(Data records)
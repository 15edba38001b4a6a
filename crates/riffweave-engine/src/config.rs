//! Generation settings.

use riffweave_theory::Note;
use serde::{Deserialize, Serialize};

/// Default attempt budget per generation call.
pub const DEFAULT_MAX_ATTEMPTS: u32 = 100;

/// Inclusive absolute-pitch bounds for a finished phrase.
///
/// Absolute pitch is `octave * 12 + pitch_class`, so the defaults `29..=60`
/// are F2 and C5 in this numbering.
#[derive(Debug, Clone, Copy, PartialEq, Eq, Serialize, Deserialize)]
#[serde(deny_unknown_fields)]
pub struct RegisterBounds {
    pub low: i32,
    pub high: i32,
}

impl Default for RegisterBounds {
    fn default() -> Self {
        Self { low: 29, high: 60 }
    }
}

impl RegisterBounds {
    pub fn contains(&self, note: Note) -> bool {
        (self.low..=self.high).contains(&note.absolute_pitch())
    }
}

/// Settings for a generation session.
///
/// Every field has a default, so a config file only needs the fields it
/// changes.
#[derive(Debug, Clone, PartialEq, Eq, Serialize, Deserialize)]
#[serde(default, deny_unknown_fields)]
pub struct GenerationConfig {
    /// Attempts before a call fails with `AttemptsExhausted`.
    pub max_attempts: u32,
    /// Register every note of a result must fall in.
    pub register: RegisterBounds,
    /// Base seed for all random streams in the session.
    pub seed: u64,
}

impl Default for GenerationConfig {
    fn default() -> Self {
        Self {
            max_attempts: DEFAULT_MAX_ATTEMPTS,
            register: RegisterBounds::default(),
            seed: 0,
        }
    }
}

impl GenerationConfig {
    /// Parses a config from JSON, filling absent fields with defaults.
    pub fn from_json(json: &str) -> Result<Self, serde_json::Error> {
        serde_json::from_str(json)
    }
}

◆ **YOUR OBJECTIVE**
The lines from the top of the data above down to the line containing "pub fn contains(&self, note: Note)" are to be copied exactly; no other line should appear.

◆ **YOUR RESPONSE**
repository 15edba38001b4a6a
filename crates/riffweave-engine/src/config.rs
//! Generation settings.

use riffweave_theory::Note;
use serde::{Deserialize, Serialize};

/// Default attempt budget per generation call.
pub const DEFAULT_MAX_ATTEMPTS: u32 = 100;

/// Inclusive absolute-pitch bounds for a finished phrase.
///
/// Absolute pitch is `octave * 12 + pitch_class`, so the defaults `29..=60`
/// are F2 and C5 in this numbering.
#[derive(Debug, Clone, Copy, PartialEq, Eq, Serialize, Deserialize)]
#[serde(deny_unknown_fields)]
pub struct RegisterBounds {
    pub low: i32,
    pub high: i32,
}

impl Default for RegisterBounds {
    fn default() -> Self {
        Self { low: 29, high: 60 }
    }
}

impl RegisterBounds {
    pub fn contains(&self, note: Note) -> bool {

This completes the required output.